Cellar Awards Go Global

Clarion Hotel Post in Gothenburg, Sweden.

By Karl Klooster

The Oregon wine industry’s efforts to spread the word about the state’s world-class wines have resonated on faraway shores. And that fact has created the opportunity for the Superior Cellars Awards program to recognize two restaurants well beyond our national boundaries.

Interestingly, our honorees couldn’t be farther apart geographically. One is across the Atlantic in Gothenburg, Sweden, which the Swede’s call Göteborg — Sweden’s second largest city. And the other is across the Pacific in Tokyo, the world’s largest metropolis with 35 million residents.

Neither country grows winegrapes or makes wine.
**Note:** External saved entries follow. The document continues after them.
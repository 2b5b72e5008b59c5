use super::MovigoDbConfig;
use super::MovigoDbError;
use super::Token;

#[async_trait]
pub trait MovigoDb {
    /// Create a new instance of database
    /// * `cfg` - The database configuration
    fn new<R: AsRef<MovigoDbConfig> + ?Sized>(cfg: &R) -> Result<Self, MovigoDbError>
    where
        Self: Sized + Send + Sync;
    /// Add a token to database.
    /// * `token` - The token
    ///
    /// Fails if the token is already present.
    async fn add_token(&self, token: &Token) -> Result<(), MovigoDbError>;
    /// Initialize the database (create tables, check connection)
    async fn init(&self) -> Result<(), MovigoDbError>;
}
Japan makes saké while Sweden makes akvavit or aquavit. But in both countries, a sizable and growing portion of the population has embraced the enjoyment of top quality wine.

Capitalizing on this fact, entrepreneurial restaurateurs in both countries are creating fine dining experiences featuring wines that exude the exotically foreign cachet of Oregon. Oregon? Exotic?
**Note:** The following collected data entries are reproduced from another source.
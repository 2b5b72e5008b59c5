use super::context::ServerContext;
use crate::error::MovigoError;
use hyper::Body;
use hyper::Request;
use hyper::Response;
use json::JsonValue;
use std::sync::Arc;

pub trait MatchRoute<T, R> {
    fn match_route(
        &self,
        ctx: &Arc<ServerContext>,
        req: &Request<T>,
    ) -> Option<Box<dyn ResponseFor<T, R> + Send + Sync>>;
}

#[async_trait]
pub trait ResponseFor<T, R> {
    async fn response(&self, req: Request<T>) -> Result<Response<R>, MovigoError>;
}

#[async_trait]
pub trait ResponseJsonFor<T> {
    async fn response_json(&self, req: Request<T>) -> Result<Response<JsonValue>, MovigoError>;
}

#[async_trait]
impl<T, U> ResponseFor<T, Body> for U
where
    U: ResponseJsonFor<T> + Sync + Send,
    T: Send + 'static,
{
    async fn response(&self, req: Request<T>) -> Result<Response<Body>, MovigoError> {
        let re = self.response_json(req).await?;
        let (mut parts, body) = re.into_parts();
        parts.headers.insert(
            hyper::header::CONTENT_TYPE,
            "application/json; charset=utf-8".parse()?,
        );
        Ok(Response::from_parts(parts, Body::from(body.to_string())))
    }
}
This is something Pacific Northwesterners may find difficult to fathom. To better understand it, simply turn the tables around. Picture a visit to Sweden and Göteborg, which hugs the shores of the North Sea or a trip to Tokyo and the land of the rising sun.

In partnership with the Oregon Wine Board, OWP is proud to present the first-ever global Superior Cellars Award winners.

Clarion Hotel Post Norda Bar & Grill
Gothenburg, Sweden

The Clarion Hotel Post calls itself “a modern hotel firmly rooted in history.” Created from the historic post office on Drottningtorget in Gothenburg, the hotel incorporates furnishing and fixtures from the original neo-classical style building.

The new hotel with a proud historic heritage opened Jan. 26, 2012.Within its confines is the Norda Bar & Grill, a dynamic visual experience featuring a large, open kitchen that establishes a connection between diners and the food.

Entrées are accompanied by hearty side dishes that draw inspiration from American-style steakhouses. The grill-focused menu features a daily roast chosen from superior quality meats along with Sweden’s traditional seafood served in a rustic fashion.

Following the trend that has swept America in recent years, the menu will focus on local fare with a farm-to-table approach.

Wines are such an important part of the Nordia dining experience, they have been incorporated into the restaurant decor. The Wine Wall is an architectural design element that not only attracts attention but also defines the space.

As well as serving its practical use for display, storage and service, the Wall acts as an arresting visual component. Lighting designers have used imaginative techniques to highlight wine hues, thus creating a uniquely colorful atmosphere.

The restaurant’s wine list, an extensive collection offering selections from around the world, features 26 reds and 10 whites from Oregon, making it clear you can find an excellent representation of the Beaver State in Sweden.

The Oregon Bar & Grill
Shiodome, Tokyo, Japan

“Spread the grace and soul of Oregon to all,” is the motto of Tokyo’s The Oregon Bar & Grill. According to one writer, it’s currently one of the city’s best-kept secrets but may not remain that way much longer.

Situated on the 42nd floor of the Shiodome City Center Building in a southern section of Tokyo, locals and visitors alike are treated to stunning views to accompany the savory and succulent tastes of our own Pacific Northwest state.

It is designed to replicate an American steak and seafood restaurant serving aged U.S. beef grilled over charcoal and fresh Pacific seafood with Oregon wines. The chefs at the Oregon Bar & Grill traveled to Portland where they were trained by the folks at Jake’s Grill.

This instruction took place while Bill McCormick and Doug Schmick were still at the helm of their namesake restaurant chain, so Tokyo has Oregon to thank for that as well. The chain’s buyout by Houston-based Lawry’s was completed at the first of this year, severing local decisions at that level.

“With love from Oregon”, a popular Japanese TV series that aired from 1984 to 1996, served as an inspiration for the restaurant. And a level of authenticity that envisions a culinary visit to the beautiful Oregon coast is what the owners are striving to achieve.

Its Oregon wine selection could be called eclectic. It ranges from the costly but exceptional 2005 Beaux Frères Pinot Noir at 22,000 yen ($263) to a  Mystic Wines Merlot at 7,000.

Other oldies but goodies include a trio of Pinots —Domaine Serene 2003 Evenstad Reserve Dundee Hills, Witness Tree 2004 Willamette Valley and Henry Estate 2002 Umpqua Valley.

While the Beaux Frères may be one for the expense account, Mystic Wines Merlot or Syrah offered at about a third the price could be the perfect choice as the sun goes down and the lights come on in Tokyo’s most exclusive shopping district.

Remembering that Tokyo is one of the most expensive cities in the world, if you’re still thirsty after a bottle of Oregon’s best has set your pocketbook back a bit brutally, you can always order a Miller for about 400 yen.